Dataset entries
____
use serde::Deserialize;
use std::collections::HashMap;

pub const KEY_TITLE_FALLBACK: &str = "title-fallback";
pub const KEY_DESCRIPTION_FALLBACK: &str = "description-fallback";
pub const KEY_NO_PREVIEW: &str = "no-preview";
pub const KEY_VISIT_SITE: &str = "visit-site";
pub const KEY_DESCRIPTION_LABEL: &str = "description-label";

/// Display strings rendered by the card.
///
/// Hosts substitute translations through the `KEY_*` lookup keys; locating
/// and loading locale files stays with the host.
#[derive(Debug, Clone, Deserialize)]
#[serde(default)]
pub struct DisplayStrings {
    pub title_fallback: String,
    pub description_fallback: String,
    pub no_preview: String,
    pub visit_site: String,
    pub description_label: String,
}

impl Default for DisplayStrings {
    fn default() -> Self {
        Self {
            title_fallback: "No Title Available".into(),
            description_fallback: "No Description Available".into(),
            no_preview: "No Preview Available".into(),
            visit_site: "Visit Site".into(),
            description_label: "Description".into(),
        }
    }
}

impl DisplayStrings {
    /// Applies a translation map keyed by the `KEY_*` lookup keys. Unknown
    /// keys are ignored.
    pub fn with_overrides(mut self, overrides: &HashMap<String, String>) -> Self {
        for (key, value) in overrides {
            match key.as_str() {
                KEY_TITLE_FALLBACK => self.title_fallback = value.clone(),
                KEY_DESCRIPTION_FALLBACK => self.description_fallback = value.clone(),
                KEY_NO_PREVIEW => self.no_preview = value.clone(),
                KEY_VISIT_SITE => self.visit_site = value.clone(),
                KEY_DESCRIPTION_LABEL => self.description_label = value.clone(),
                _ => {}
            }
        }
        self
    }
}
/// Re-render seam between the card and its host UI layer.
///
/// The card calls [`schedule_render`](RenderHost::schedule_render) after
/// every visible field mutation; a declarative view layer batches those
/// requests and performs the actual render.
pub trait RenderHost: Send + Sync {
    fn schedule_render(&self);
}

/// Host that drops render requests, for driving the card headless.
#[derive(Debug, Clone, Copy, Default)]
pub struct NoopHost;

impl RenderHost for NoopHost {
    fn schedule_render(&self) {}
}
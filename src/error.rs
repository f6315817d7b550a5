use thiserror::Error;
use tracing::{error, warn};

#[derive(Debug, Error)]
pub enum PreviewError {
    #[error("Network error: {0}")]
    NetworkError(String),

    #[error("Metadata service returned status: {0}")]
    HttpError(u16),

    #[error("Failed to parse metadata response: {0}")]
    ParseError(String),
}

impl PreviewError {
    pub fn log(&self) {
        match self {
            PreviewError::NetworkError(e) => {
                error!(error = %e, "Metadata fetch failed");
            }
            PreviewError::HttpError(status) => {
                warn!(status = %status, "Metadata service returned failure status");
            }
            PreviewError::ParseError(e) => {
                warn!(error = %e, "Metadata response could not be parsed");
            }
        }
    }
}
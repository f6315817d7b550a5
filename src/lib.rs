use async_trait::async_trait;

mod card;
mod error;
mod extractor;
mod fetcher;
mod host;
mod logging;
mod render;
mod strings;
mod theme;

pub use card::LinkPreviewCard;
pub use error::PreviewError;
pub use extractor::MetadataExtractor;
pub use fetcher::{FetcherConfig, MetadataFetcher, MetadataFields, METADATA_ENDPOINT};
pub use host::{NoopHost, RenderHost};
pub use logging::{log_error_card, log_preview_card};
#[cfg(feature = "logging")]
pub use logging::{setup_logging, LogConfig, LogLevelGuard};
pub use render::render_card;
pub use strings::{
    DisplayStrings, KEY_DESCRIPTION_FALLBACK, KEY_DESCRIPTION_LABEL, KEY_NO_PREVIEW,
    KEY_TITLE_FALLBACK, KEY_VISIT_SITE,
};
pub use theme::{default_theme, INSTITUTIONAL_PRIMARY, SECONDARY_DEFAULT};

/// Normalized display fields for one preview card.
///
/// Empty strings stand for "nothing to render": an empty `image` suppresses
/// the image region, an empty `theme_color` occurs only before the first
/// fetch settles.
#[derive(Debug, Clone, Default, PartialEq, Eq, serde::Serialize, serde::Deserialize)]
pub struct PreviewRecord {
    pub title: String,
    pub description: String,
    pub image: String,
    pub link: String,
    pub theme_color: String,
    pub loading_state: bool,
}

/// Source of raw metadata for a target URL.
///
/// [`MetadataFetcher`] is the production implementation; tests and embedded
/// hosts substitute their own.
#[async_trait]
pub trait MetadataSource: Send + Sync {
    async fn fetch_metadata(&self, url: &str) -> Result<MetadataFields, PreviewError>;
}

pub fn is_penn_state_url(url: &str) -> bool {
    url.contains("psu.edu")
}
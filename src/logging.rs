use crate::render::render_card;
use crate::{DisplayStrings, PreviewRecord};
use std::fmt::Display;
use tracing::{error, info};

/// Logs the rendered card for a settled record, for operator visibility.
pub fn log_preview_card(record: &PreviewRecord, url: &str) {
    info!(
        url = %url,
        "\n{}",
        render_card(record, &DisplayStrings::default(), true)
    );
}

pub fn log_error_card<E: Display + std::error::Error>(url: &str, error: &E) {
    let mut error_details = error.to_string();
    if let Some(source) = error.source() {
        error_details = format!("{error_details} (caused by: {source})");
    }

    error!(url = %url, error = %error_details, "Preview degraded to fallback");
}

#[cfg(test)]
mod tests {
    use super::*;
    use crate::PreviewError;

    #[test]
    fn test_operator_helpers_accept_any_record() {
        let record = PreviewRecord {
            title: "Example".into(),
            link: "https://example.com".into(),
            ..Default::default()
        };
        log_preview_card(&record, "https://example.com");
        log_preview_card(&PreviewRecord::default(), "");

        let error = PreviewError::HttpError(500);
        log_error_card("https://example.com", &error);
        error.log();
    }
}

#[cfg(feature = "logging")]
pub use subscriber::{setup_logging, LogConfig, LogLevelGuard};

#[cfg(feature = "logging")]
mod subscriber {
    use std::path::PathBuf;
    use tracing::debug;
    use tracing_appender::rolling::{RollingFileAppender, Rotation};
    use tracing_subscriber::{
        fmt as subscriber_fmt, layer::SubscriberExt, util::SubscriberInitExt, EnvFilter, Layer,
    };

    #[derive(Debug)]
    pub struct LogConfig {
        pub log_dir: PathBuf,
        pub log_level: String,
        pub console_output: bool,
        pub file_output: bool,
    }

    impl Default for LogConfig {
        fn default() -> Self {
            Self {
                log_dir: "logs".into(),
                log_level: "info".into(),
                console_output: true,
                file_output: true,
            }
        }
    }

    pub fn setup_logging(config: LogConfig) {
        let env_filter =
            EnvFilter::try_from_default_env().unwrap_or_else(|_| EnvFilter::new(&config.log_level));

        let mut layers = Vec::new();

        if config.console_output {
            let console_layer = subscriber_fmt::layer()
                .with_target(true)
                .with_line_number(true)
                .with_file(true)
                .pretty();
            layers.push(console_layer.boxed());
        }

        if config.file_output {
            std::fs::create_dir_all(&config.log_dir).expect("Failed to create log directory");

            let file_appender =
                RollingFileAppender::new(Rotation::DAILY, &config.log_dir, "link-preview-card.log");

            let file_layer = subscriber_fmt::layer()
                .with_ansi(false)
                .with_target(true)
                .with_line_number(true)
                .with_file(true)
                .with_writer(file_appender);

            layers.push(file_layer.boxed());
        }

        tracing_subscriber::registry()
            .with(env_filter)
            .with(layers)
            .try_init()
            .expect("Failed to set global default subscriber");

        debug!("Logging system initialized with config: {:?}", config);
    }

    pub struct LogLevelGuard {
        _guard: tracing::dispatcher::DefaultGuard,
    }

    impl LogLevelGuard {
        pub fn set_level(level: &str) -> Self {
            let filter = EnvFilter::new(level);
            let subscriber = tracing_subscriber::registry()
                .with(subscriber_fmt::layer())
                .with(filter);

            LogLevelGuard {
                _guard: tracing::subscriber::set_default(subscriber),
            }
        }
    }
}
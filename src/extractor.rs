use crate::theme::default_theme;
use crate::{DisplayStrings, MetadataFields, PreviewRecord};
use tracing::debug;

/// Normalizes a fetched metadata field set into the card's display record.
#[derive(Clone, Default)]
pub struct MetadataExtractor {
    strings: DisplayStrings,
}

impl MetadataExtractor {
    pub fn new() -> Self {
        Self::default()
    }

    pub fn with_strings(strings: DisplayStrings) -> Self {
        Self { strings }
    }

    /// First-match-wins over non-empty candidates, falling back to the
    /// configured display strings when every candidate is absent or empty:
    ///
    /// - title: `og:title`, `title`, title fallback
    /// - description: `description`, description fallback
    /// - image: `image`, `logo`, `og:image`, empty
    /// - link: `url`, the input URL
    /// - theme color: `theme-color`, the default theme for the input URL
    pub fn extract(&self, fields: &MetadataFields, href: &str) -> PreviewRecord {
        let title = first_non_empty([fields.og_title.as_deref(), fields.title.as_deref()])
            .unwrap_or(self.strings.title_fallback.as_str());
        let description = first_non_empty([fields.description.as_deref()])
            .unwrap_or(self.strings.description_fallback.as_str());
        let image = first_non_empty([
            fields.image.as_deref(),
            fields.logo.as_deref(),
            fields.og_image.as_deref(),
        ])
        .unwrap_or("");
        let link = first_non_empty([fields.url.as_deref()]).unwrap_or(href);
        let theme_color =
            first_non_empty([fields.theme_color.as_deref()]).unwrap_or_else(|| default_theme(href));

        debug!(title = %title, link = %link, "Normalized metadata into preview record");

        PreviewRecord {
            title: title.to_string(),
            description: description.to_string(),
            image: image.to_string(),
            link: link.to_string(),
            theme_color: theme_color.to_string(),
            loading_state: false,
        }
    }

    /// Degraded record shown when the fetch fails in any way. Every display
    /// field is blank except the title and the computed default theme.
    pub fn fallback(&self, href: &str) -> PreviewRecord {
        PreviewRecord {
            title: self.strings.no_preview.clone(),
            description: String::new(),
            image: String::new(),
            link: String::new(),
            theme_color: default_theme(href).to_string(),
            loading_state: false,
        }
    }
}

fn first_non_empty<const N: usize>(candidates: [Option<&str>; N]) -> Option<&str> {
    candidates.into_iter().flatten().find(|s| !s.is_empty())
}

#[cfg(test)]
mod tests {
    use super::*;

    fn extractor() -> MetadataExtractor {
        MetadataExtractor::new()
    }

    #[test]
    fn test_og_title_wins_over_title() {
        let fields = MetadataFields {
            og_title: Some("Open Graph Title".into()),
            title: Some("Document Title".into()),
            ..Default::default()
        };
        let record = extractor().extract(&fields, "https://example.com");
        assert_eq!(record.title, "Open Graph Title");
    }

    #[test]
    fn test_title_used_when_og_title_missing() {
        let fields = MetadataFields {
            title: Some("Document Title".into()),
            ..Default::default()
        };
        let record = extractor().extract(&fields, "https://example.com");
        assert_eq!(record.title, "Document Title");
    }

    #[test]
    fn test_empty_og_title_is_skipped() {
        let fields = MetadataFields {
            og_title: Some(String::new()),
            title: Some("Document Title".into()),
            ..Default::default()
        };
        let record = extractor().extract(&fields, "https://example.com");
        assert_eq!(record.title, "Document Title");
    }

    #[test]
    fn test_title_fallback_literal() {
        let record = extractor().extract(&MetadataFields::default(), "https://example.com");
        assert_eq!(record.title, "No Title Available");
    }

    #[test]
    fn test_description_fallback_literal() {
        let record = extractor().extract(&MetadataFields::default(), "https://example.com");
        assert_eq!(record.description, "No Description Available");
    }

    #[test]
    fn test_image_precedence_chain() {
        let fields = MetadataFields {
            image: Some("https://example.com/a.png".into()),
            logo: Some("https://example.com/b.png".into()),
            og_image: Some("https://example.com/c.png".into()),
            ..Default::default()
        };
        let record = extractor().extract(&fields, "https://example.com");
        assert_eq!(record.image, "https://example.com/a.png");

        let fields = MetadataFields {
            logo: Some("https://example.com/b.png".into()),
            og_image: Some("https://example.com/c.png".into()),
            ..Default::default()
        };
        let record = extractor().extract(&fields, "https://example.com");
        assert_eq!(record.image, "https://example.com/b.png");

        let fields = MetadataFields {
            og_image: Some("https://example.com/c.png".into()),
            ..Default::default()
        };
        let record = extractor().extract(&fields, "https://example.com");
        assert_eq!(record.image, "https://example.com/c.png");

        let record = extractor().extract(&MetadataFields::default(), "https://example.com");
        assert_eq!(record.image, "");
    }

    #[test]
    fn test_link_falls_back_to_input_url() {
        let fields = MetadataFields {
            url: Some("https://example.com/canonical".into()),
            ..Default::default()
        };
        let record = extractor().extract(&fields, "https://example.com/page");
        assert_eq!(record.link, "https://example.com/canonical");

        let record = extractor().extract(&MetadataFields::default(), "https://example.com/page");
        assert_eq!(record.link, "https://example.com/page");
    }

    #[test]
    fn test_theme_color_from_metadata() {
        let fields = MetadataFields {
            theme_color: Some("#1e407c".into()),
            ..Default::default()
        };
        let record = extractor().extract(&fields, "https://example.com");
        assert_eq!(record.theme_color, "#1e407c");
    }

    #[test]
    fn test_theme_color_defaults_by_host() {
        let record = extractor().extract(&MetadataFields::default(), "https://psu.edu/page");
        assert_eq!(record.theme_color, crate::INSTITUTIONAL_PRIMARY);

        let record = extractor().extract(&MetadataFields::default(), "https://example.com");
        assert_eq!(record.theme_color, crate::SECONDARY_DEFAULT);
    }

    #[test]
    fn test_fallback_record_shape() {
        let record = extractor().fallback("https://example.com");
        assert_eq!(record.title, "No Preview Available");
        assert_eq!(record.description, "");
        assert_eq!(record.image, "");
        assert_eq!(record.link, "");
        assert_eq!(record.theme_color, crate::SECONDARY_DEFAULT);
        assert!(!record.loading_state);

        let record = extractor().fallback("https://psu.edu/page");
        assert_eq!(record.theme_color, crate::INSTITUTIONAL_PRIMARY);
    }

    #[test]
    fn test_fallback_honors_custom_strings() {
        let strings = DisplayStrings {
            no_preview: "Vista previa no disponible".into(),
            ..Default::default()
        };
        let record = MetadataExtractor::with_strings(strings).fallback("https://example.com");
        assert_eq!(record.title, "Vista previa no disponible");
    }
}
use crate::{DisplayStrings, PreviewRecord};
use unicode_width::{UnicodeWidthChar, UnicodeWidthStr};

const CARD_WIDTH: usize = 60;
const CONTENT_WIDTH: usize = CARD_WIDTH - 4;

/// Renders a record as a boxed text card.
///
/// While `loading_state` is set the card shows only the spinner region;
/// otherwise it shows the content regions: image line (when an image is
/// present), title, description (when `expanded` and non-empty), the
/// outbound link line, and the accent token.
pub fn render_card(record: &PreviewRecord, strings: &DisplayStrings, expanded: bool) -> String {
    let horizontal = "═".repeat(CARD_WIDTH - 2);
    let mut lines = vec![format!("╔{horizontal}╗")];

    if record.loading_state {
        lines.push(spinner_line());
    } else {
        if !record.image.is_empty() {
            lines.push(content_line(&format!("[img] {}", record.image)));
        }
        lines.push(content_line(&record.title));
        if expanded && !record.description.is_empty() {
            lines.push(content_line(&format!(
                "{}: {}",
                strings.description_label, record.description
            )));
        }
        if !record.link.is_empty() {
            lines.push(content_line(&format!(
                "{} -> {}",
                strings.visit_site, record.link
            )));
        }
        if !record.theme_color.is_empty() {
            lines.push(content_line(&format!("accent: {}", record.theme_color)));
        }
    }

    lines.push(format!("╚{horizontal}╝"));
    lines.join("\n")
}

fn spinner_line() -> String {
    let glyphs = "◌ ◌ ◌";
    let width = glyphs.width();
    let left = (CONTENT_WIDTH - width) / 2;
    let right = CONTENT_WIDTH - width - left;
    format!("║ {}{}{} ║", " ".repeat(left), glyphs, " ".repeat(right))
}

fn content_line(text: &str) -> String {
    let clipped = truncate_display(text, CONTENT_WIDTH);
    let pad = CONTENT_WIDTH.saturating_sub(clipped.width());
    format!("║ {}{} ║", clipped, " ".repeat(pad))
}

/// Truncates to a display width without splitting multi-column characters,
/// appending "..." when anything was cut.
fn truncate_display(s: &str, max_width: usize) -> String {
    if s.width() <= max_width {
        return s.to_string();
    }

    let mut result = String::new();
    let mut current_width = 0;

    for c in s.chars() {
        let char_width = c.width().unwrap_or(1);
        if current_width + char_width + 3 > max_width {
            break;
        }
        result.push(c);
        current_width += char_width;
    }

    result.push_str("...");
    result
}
____
Task prompt: Return each line of the data above that includes the word "EnvFilter".

Written answer:
        fmt as subscriber_fmt, layer::SubscriberExt, util::SubscriberInitExt, EnvFilter, Layer,
            EnvFilter::try_from_default_env().unwrap_or_else(|_| EnvFilter::new(&config.log_level));
            let filter = EnvFilter::new(level);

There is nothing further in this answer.